EXTRACTED ENTRIES:
_____

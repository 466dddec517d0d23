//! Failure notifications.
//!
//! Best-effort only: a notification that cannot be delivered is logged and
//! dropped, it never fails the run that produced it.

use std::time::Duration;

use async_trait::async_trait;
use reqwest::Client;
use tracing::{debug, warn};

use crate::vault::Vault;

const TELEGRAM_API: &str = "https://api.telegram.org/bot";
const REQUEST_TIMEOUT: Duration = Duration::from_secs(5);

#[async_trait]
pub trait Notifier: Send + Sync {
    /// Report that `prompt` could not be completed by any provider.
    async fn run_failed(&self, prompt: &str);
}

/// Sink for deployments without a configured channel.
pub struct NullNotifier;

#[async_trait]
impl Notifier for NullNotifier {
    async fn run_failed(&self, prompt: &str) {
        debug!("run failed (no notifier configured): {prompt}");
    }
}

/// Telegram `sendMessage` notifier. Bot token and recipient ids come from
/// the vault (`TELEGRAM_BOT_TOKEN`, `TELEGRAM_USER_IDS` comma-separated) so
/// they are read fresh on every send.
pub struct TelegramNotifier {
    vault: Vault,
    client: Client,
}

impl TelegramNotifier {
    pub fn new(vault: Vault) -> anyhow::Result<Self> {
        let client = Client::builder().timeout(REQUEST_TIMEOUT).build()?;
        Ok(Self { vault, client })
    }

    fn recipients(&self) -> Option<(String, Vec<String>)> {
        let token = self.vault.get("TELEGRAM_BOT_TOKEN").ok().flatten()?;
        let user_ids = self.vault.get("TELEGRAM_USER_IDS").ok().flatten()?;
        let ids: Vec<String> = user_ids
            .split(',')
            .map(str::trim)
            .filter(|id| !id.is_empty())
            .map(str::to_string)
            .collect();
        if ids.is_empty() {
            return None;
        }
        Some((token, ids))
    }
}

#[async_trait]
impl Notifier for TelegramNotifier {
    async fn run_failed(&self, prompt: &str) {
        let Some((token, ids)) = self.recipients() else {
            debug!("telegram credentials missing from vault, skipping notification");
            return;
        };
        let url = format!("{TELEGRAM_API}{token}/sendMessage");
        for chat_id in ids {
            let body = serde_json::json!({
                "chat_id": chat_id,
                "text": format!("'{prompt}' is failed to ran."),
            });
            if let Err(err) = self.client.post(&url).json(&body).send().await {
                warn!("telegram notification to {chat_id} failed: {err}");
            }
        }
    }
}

_____

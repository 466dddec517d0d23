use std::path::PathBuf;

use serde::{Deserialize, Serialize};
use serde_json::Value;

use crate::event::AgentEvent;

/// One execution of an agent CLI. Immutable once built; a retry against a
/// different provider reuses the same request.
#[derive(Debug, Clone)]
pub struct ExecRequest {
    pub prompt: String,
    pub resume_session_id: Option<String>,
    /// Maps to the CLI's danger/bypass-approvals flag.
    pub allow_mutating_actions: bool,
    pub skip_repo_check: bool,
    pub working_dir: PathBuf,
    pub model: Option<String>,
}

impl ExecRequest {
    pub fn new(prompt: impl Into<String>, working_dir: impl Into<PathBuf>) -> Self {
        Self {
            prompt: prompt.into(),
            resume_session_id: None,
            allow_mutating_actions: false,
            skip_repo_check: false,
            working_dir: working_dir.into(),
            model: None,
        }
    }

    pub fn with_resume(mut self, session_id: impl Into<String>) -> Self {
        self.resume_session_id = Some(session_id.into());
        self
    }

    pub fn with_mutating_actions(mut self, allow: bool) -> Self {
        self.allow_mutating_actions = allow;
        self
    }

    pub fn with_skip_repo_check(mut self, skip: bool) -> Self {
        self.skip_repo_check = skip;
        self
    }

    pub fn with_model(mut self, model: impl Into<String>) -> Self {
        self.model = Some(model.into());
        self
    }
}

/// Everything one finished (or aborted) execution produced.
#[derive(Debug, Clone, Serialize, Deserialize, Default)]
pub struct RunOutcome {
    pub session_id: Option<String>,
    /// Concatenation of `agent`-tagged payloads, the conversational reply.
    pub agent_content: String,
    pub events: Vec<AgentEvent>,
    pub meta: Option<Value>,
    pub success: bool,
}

_____

PROMPT:
Only the lines above from the one with "return None;" up to and including the one with "if let Err(err)" should be repeated, exactly as written.

THE ANSWER:
            return None;
        }
        Some((token, ids))
    }
}

#[async_trait]
impl Notifier for TelegramNotifier {
    async fn run_failed(&self, prompt: &str) {
        let Some((token, ids)) = self.recipients() else {
            debug!("telegram credentials missing from vault, skipping notification");
            return;
        };
        let url = format!("{TELEGRAM_API}{token}/sendMessage");
        for chat_id in ids {
            let body = serde_json::json!({
                "chat_id": chat_id,
                "text": format!("'{prompt}' is failed to ran."),
            });
            if let Err(err) = self.client.post(&url).json(&body).send().await {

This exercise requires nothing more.